The County of Geneva, largely corresponding to the later Genevois province, originated in the tenth century, in the Burgundian Kingdom of Arles (Arelat) which fell to the Holy Roman Empire in 1032.

History
Several nobles had held the title of a Count of Geneva in Upper Burgundy (Bourgogne transjurane) from the 9th century. The progenitor of the Counts of Geneva was Conrad I, possible count palatine of Burgundy, in Vienne. Count Cono/Conrad died about 1003 in exile, during the Hermann II's rebellion (his brother duke of Swabia, of Conradines lineage). Their son, Robert, count of Geneva, was born about 970 and died about 1020. 

The county never played a major part as a feudal entity. The city of Geneva and its environs were retained, but the approaches to the western end of Lake Geneva, which had made the position strategic, were soon lost. In 1124, the Bishops of Geneva had their rule over the city acknowledged and continued to make themselves an independent force, while the Counts of Savoy encircled the territory and controlled the trade routes. From 1219 on, the counts' stronghold and capital was Annecy.

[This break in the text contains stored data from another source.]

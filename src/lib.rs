//! Flare Registry Core Library
//!
//! 微服务客户端侧的注册与发现：契约校验、注册任务编排、多注册中心汇总，
//! 以及按版本规则划分的消费端实例缓存。

pub mod client;
pub mod config;
pub mod consumer;
pub mod discovery;
pub mod error;
pub mod registry;
pub mod retry;
pub mod task;
pub mod version;

// Re-exports
pub use client::{LocalServiceRegistryClient, ServiceRegistryClient};
#[cfg(feature = "service-center")]
pub use client::HttpServiceRegistryClient;
pub use config::{EtcdConfig, RegistryConfig, ServiceCenterConfig};
pub use consumer::{
    AppManager, MicroserviceManager, MicroserviceVersion, MicroserviceVersionRule,
    MicroserviceVersions,
};
pub use discovery::{
    AggregateDiscovery, Discovery, DiscoveryEvent, InstanceChangedListener, InstanceSource,
    InstanceStatus, MicroserviceInstance, MicroserviceInstances, RegistryFactory, RegistryStack,
    WatchManager,
};
pub use error::{ErrorCategory, ErrorCode, RegistryError, Result};
pub use registry::{
    EnvAdapter, EnvAdapterManager, LocalMicroservice, Microservice, Registration,
    RegistrationManager, SchemaComparator,
};
pub use retry::{BackoffPolicy, ExponentialBackoff};
pub use task::{EventBus, RegistrationTaskGraph, SchemaPolicy, TaskEvent, TaskStatus};
pub use version::{Version, VersionRule};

At a moment when the male line of the counts was near exhaustion, Robert of Geneva was raised to a shadow papacy by the French cardinals who seceded from the College of Cardinals and wished to rescind their part in the election of the irascible Urban VI; elected 20 September 1378, Robert took the title of Clement VII. Unexpectedly, with the death of his brother, he succeeded as count in 1392. As count, Robert was virtually dependent on the cooperative graces of the count of Savoy. With his death in 1394, the House of Geneva was extinguished and the title passed to the husband of the heiress, Humbert VII of Thoire and Villars who died in 1400.

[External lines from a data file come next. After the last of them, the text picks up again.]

//! 本进程对外注册的微服务与实例

use parking_lot::RwLock;

use crate::discovery::instance::{InstanceStatus, MicroserviceInstance};
use crate::registry::microservice::Microservice;

/// 本地微服务上下文
///
/// 注册任务和注册后端共享同一份数据，后端分配的 ID 和远端同步回来的状态都写在这里。
#[derive(Debug)]
pub struct LocalMicroservice {
    microservice: RwLock<Microservice>,
    instance: RwLock<MicroserviceInstance>,
}

impl LocalMicroservice {
    pub fn new(microservice: Microservice, instance: MicroserviceInstance) -> Self {
        Self {
            microservice: RwLock::new(microservice),
            instance: RwLock::new(instance),
        }
    }

    /// 当前微服务定义的副本
    pub fn microservice(&self) -> Microservice {
        self.microservice.read().clone()
    }

    /// 当前实例的副本
    pub fn instance(&self) -> MicroserviceInstance {
        self.instance.read().clone()
    }

    pub fn service_id(&self) -> String {
        self.microservice.read().service_id.clone()
    }

    pub fn instance_id(&self) -> String {
        self.instance.read().instance_id.clone()
    }

    /// 整体替换微服务定义（环境适配器处理之后）
    pub fn replace_microservice(&self, microservice: Microservice) {
        let service_id = microservice.service_id.clone();
        *self.microservice.write() = microservice;
        self.instance.write().service_id = service_id;
    }

    /// 记录后端分配的服务 ID，实例跟随同一个 ID
    pub fn set_service_id(&self, service_id: &str) {
        self.microservice.write().service_id = service_id.to_string();
        self.instance.write().service_id = service_id.to_string();
    }

    pub fn set_instance_id(&self, instance_id: &str) {
        self.instance.write().instance_id = instance_id.to_string();
    }

    pub fn set_instance_status(&self, status: InstanceStatus) {
        self.instance.write().status = status;
    }

    pub fn add_schema(&self, schema_id: &str, content: &str) {
        self.microservice
            .write()
            .schemas
            .insert(schema_id.to_string(), content.to_string());
    }

    pub fn add_endpoint(&self, endpoint: &str) {
        let mut instance = self.instance.write();
        if !instance.endpoints.iter().any(|e| e == endpoint) {
            instance.endpoints.push(endpoint.to_string());
        }
    }

    pub fn add_property(&self, key: &str, value: &str) {
        self.instance
            .write()
            .properties
            .insert(key.to_string(), value.to_string());
    }
}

Eventually in 1401, the year after Humbert's death, his heir Odo of Thoire-Geneva sold the comté to Count Amadeus VIII of Savoy. Though other members of the Genevan House protested, and the House of Chalons (and, after its extinction, the House of Orange-Nassau) remained the strongest claimant, Amadeus successfully completed the integration of the county with his territories, which were raised to a duchy by Emperor Sigismund of Luxembourg. The title Count of Geneva passed securely into the House of Savoy, where it is maintained as a courtesy title.

List of counts

Legendary counts
Medieval historians connected the literary figures of Reynier and Olivier from the late-12th-century Girart de Vienne to the Genevois, but this is pure fiction.
 c. 770 : Reynier
 c. 770–800 : Oliver, his son

Early counts
 c. 890 : Manasses, may be count of Geneva
 ...
 c. 1002 : Manasses
 c. 1012 : Robert, his nephew, son of count Cono/Conrad I (possible Cono count palatine of Burgundy)

Unconfirmed counts
By Samuel Guichenon, in Histoire généalogique de la royale maison de Savoie (1660)

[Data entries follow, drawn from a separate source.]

//! 单个服务的版本与实例缓存

use std::collections::HashMap;
use std::sync::Arc;
use std::sync::atomic::{AtomicBool, Ordering};

use parking_lot::RwLock;
use tokio::sync::{Mutex, OnceCell};
use tracing::{debug, error, info, warn};

use super::microservice_version::MicroserviceVersion;
use super::protection::EmptyInstanceProtection;
use super::version_rule::MicroserviceVersionRule;
use crate::discovery::{InstanceSource, MicroserviceInstance};
use crate::error::{RegistryError, Result};
use crate::version::VersionRule;

/// 某一时刻的完整缓存状态
#[derive(Debug, Default)]
pub struct VersionsState {
    pub revision: Option<String>,
    /// serviceId -> 版本
    pub versions: HashMap<String, Arc<MicroserviceVersion>>,
    /// 按实例 ID 排序
    pub instances: Arc<Vec<MicroserviceInstance>>,
}

/// 单个 (appId, serviceName) 的缓存
///
/// 拉取由 `pull_lock` 串行化；状态以写时复制的方式整体替换，
/// 各版本规则缓存在 `rules` 的写锁下一并重建，读者不会看到半更新的结果。
pub struct MicroserviceVersions {
    app_id: String,
    service_name: String,
    source: Arc<dyn InstanceSource>,
    use_up_instances_only: bool,
    protection: Option<EmptyInstanceProtection>,
    state: RwLock<Arc<VersionsState>>,
    rules: RwLock<HashMap<String, Arc<MicroserviceVersionRule>>>,
    pull_lock: Mutex<()>,
    initialized: OnceCell<()>,
    not_exist: AtomicBool,
    waiting_delete: AtomicBool,
}

impl MicroserviceVersions {
    pub fn new(
        app_id: impl Into<String>,
        service_name: impl Into<String>,
        source: Arc<dyn InstanceSource>,
        use_up_instances_only: bool,
    ) -> Self {
        Self {
            app_id: app_id.into(),
            service_name: service_name.into(),
            source,
            use_up_instances_only,
            protection: None,
            state: RwLock::new(Arc::new(VersionsState::default())),
            rules: RwLock::new(HashMap::new()),
            pull_lock: Mutex::new(()),
            initialized: OnceCell::new(),
            not_exist: AtomicBool::new(false),
            waiting_delete: AtomicBool::new(false),
        }
    }

    /// 拉到空列表时保留仍然存活的旧实例
    pub fn with_empty_instance_protection(mut self, protection: Option<EmptyInstanceProtection>) -> Self {
        self.protection = protection;
        self
    }

    pub fn app_id(&self) -> &str {
        &self.app_id
    }

    pub fn service_name(&self) -> &str {
        &self.service_name
    }

    pub fn state(&self) -> Arc<VersionsState> {
        self.state.read().clone()
    }

    pub fn revision(&self) -> Option<String> {
        self.state.read().revision.clone()
    }

    /// 最近一次拉取时注册中心报告服务不存在
    pub fn is_microservice_not_exist(&self) -> bool {
        self.not_exist.load(Ordering::SeqCst)
    }

    /// 缓存已失效，应由上层移除
    pub fn is_waiting_delete(&self) -> bool {
        self.waiting_delete.load(Ordering::SeqCst)
    }

    /// 首次访问时拉取一次；之后由事件和周期任务刷新
    pub async fn ensure_initialized(&self) {
        self.initialized
            .get_or_init(|| async {
                if let Err(e) = self.pull_instances(false).await {
                    warn!(
                        app_id = %self.app_id,
                        service_name = %self.service_name,
                        error = %e,
                        "Initial pull failed"
                    );
                }
            })
            .await;
    }

    /// 获取或创建版本规则缓存，新建的规则立即按当前状态计算
    pub fn get_or_create_rule(&self, spec: &str) -> Result<Arc<MicroserviceVersionRule>> {
        let rule = VersionRule::parse(spec)?;
        if let Some(existing) = self.rules.read().get(rule.spec()) {
            return Ok(existing.clone());
        }

        let mut rules = self.rules.write();
        if let Some(existing) = rules.get(rule.spec()) {
            return Ok(existing.clone());
        }
        let key = rule.spec().to_string();
        let created = Arc::new(MicroserviceVersionRule::new(rule));
        let state = self.state.read().clone();
        created.set_instances(&state.versions, &state.instances);
        rules.insert(key, created.clone());
        Ok(created)
    }

    pub fn rules(&self) -> Vec<Arc<MicroserviceVersionRule>> {
        self.rules.read().values().cloned().collect()
    }

    /// 从注册中心拉取实例
    ///
    /// `force` 为 true 时忽略已缓存的 revision 全量重建。
    /// 只有连接类错误会返回 `Err`，此时缓存保持不变。
    pub async fn pull_instances(&self, force: bool) -> Result<()> {
        let _guard = self.pull_lock.lock().await;
        let revision = if force { None } else { self.revision() };

        let pulled = self
            .source
            .find_service_instances(&self.app_id, &self.service_name, revision.as_deref())
            .await;

        match pulled {
            Ok(result) if result.microservice_not_exist => {
                self.clear_not_exist();
                Ok(())
            }
            Err(e) if e.is_not_found() => {
                self.clear_not_exist();
                Ok(())
            }
            Err(e) => {
                debug!(
                    app_id = %self.app_id,
                    service_name = %self.service_name,
                    error = %e,
                    "Pull instances failed, cache kept"
                );
                Err(e)
            }
            Ok(result) if !result.need_refresh => Ok(()),
            Ok(result) => {
                self.apply_instances(result.instances, result.revision, force)
                    .await
            }
        }
    }

    /// 用一份完整的实例列表更新缓存；revision 与当前相同时不做任何事
    pub async fn safe_set_instances(
        &self,
        pulled: Vec<MicroserviceInstance>,
        revision: Option<String>,
    ) -> Result<()> {
        let _guard = self.pull_lock.lock().await;
        self.apply_instances(pulled, revision, false).await
    }

    async fn apply_instances(
        &self,
        mut pulled: Vec<MicroserviceInstance>,
        revision: Option<String>,
        force: bool,
    ) -> Result<()> {
        let current = self.state();
        if !force && revision.is_some() && revision == current.revision {
            return Ok(());
        }

        if pulled.is_empty() && !current.instances.is_empty() {
            if let Some(protection) = &self.protection {
                pulled = protection
                    .retain_alive(&self.service_name, &current.instances)
                    .await;
            }
        }
        if self.use_up_instances_only {
            pulled.retain(|instance| instance.is_up());
        }
        pulled.sort_by(|a, b| a.instance_id.cmp(&b.instance_id));

        let mut versions: HashMap<String, Arc<MicroserviceVersion>> = HashMap::new();
        for instance in &pulled {
            if versions.contains_key(&instance.service_id) {
                continue;
            }
            let version = match current.versions.get(&instance.service_id) {
                Some(known) => known.clone(),
                None => self.fetch_version(&instance.service_id).await?,
            };
            versions.insert(instance.service_id.clone(), version);
        }

        let instances = Arc::new(pulled);
        {
            let rules = self.rules.write();
            for rule in rules.values() {
                rule.set_instances(&versions, &instances);
            }
            *self.state.write() = Arc::new(VersionsState {
                revision: revision.clone(),
                versions,
                instances: instances.clone(),
            });
        }
        self.not_exist.store(false, Ordering::SeqCst);

        debug!(
            app_id = %self.app_id,
            service_name = %self.service_name,
            revision = ?revision,
            count = instances.len(),
            "Instances cache rebuilt"
        );
        Ok(())
    }

    /// 获取未知 serviceId 的版本信息，失败时整个缓存失效
    async fn fetch_version(&self, service_id: &str) -> Result<Arc<MicroserviceVersion>> {
        let fetched = match self.source.get_microservice(service_id).await {
            Ok(Some(microservice)) => MicroserviceVersion::new(microservice),
            Ok(None) => Err(RegistryError::system(format!(
                "microservice {service_id} not found"
            ))),
            Err(e) => Err(e),
        };
        match fetched {
            Ok(version) => Ok(Arc::new(version)),
            Err(e) => {
                error!(
                    app_id = %self.app_id,
                    service_name = %self.service_name,
                    service_id,
                    error = %e,
                    "Failed to load microservice version, dropping cache"
                );
                self.waiting_delete.store(true, Ordering::SeqCst);
                Err(e)
            }
        }
    }

    fn clear_not_exist(&self) {
        let empty = Arc::new(VersionsState::default());
        {
            let rules = self.rules.write();
            for rule in rules.values() {
                rule.set_instances(&empty.versions, &empty.instances);
            }
            *self.state.write() = empty;
        }
        if !self.not_exist.swap(true, Ordering::SeqCst) {
            info!(
                app_id = %self.app_id,
                service_name = %self.service_name,
                "Microservice not exist, cache cleared"
            );
        }
        self.waiting_delete.store(true, Ordering::SeqCst);
    }
}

 880 (?) : Ratbert (870/880 – † 901) 
 931 (?) : Albitius (900 – † 931/932), his son
 (?) : Conrad (930 – †  963), his son 
 c. 963–974 (?) : Robert († 974), his son 
 974–1001 (?) : Albert 
 1004 (?) : Renaud 
 1016 (?) : Aymon 
 c. 1060 : Robert

House of Geneva
c. 1045–c.1061 : Gerold of Geneva
c. 1061–1080: Conrad, his son
c. 1080–1128 : Aymon I, his brother
1128–1178 : Amadeus I, his son
1178–1195 : William I his son
1195–1220 : Humbert I, his son
1220–1252 : William II, his brother
1252–1265 : Rudolf, his son
1265–1280 : Aymon II, his son
1280–1308 : Amadeus II, his brother
1308–1320 : William III, his son
1320–1367 : Amadeus III, his son
1367–1367 : Aymon III, his son
1367–1369 : Amadeus IV, his brother
1369–1370 : John I, his brother
1370–1392 : Peter, his brother
1392–1394 : Robert, his brother as Clement VII he was Antipope at Avignon from 1378

House of Thoire

 1394–1400 : Humbert VII of Thoire and Villars (died 1400), son of Humbert VI, Lord of Thoire and Villars, and Maria of Geneva, daughter of Amadeus III
 1400–1401 : Odo of Thoire and Villars

In 1401, Odo sold the County to Amadeus VIII of Savoy. His heirs, however, contested this and the legal processes were not completed until 1424.

House of Savoy
From 1424 the County of Geneva was joined to the House of Savoy, although at times it was granted as appanage to cadet branches of the family.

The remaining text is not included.